Lavih Serfaty Painting and Art


Lavih Serfaty



“...It was in the 70’s, when I had the opportunity of visiting the Sinai Desert numerous times. I was deeply influenced by the movement of light as it fell over the dunes, rocks, villages and some isolated houses, changing their colors gradually. The desert landscapes fascinated me. I had to paint them. I wanted to decipher their structure, what they are made of.”

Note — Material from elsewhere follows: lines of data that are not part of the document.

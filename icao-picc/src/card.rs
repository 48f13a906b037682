//! Card objects: the keys and other objects personalized onto the chip.


use std::fmt;

use crate::crypt::StaticKeyPair;
use crate::oid::Oid;


#[derive(Clone, Copy, Debug, Eq, Hash, Ord, PartialEq, PartialOrd)]
pub enum Error {
    /// Another object already uses this key reference.
    DuplicateKeyReference { key_reference: u32 },
}
impl fmt::Display for Error {
    fn fmt(&self, f: &mut fmt::Formatter<'_>) -> fmt::Result {
        match self {
            Self::DuplicateKeyReference { key_reference } => write!(f, "key reference {} is already in use", key_reference),
        }
    }
}
impl std::error::Error for Error {
}


/// A key stored on the chip, together with the protocols it may be used with.
#[derive(Clone, Debug)]
pub struct KeyObject {
    key_pair: StaticKeyPair,
    key_reference: Option<u32>,
    oids: Vec<Oid>,
    privileged_only: bool,
}
impl KeyObject {
    pub fn new(key_pair: StaticKeyPair, key_reference: Option<u32>, oids: Vec<Oid>, privileged_only: bool) -> Self {
        Self {
            key_pair,
            key_reference,
            oids,
            privileged_only,
        }
    }

    pub fn key_pair(&self) -> &StaticKeyPair { &self.key_pair }
    pub fn key_reference(&self) -> Option<u32> { self.key_reference }
    pub fn oids(&self) -> &[Oid] { &self.oids }

    /// Whether this key may only be advertised to and used by privileged terminals.
    pub fn privileged_only(&self) -> bool { self.privileged_only }

    /// Whether the given object identifier is one of this key's identifiers.
    pub fn matches_oid(&self, oid: &Oid) -> bool {
        self.oids.iter().any(|o| o == oid)
    }

    /// The identifiers of this key that specialize the given generic object identifier.
    pub fn oids_with_prefix<'a>(&'a self, generic: &'a Oid) -> impl Iterator<Item = &'a Oid> + 'a {
        self.oids.iter().filter(move |o| o.specializes(generic))
    }
}


/// An object on the card.
#[derive(Clone, Debug)]
pub enum CardObject {
    Key(KeyObject),

    /// Any object that is not a key (e.g. a file or a PIN).
    Other {
        key_reference: Option<u32>,
        description: String,
    },
}
impl CardObject {
    pub fn key_reference(&self) -> Option<u32> {
        match self {
            Self::Key(key) => key.key_reference(),
            Self::Other { key_reference, .. } => *key_reference,
        }
    }

    pub fn as_key(&self) -> Option<&KeyObject> {
        match self {
            Self::Key(key) => Some(key),
            Self::Other { .. } => None,
        }
    }
}


/// Read access to the objects on a card.
pub trait CardObjectStore {
    /// Returns the object with the given key reference, if there is one.
    fn lookup(&self, key_reference: u32) -> Option<&CardObject>;

    /// Enumerates all objects in tree order.
    fn objects(&self) -> Box<dyn Iterator<Item = &CardObject> + '_>;
}


/// An in-memory card file system root.
#[derive(Clone, Debug, Default)]
pub struct MasterFile {
    objects: Vec<CardObject>,
}
impl MasterFile {
    pub fn new() -> Self {
        Self::default()
    }

    /// Appends an object. Key references must be unique.
    pub fn add(&mut self, object: CardObject) -> Result<(), Error> {
        if let Some(key_reference) = object.key_reference() {
            if self.lookup(key_reference).is_some() {
                return Err(Error::DuplicateKeyReference { key_reference });
            }
        }
        self.objects.push(object);
        Ok(())
    }

    pub fn with(mut self, object: CardObject) -> Result<Self, Error> {
        self.add(object)?;
        Ok(self)
    }

    pub fn len(&self) -> usize { self.objects.len() }
    pub fn is_empty(&self) -> bool { self.objects.is_empty() }
}
impl CardObjectStore for MasterFile {
    fn lookup(&self, key_reference: u32) -> Option<&CardObject> {
        self.objects.iter()
            .find(|o| o.key_reference() == Some(key_reference))
    }

    fn objects(&self) -> Box<dyn Iterator<Item = &CardObject> + '_> {
        Box::new(self.objects.iter())
    }
}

The wish for reconciliation appears in different ways in Serfaty’s art.
In his aquarelles the sky and earth fuse gently and villages progressively emerge from the earth. The human presence does not interfere with Nature’s forces, but adapts and adopts its immense rhythm, becoming an integral part of it. Serfaty’s use of aquarelle colors deeply emphasizes this process of integration. The transparent colors bleed beyond out the lines and bind opposite components of the painting: they connect human constructions to Nature structures, attach a house to a mountain.
The white background on which the transparent colors are laid, functions as an inner source of light, which illuminates the whole painting from within. Serfaty recalls: “Those villages reminded me of the views of Morocco, where houses are painted white, with blue and turquoise windows, creating an impressive contrast with the reddish soil background. As the bright, glaring light altered throughout the day, it reshaped the shadows and emphasized the contrasted colors of Nature...”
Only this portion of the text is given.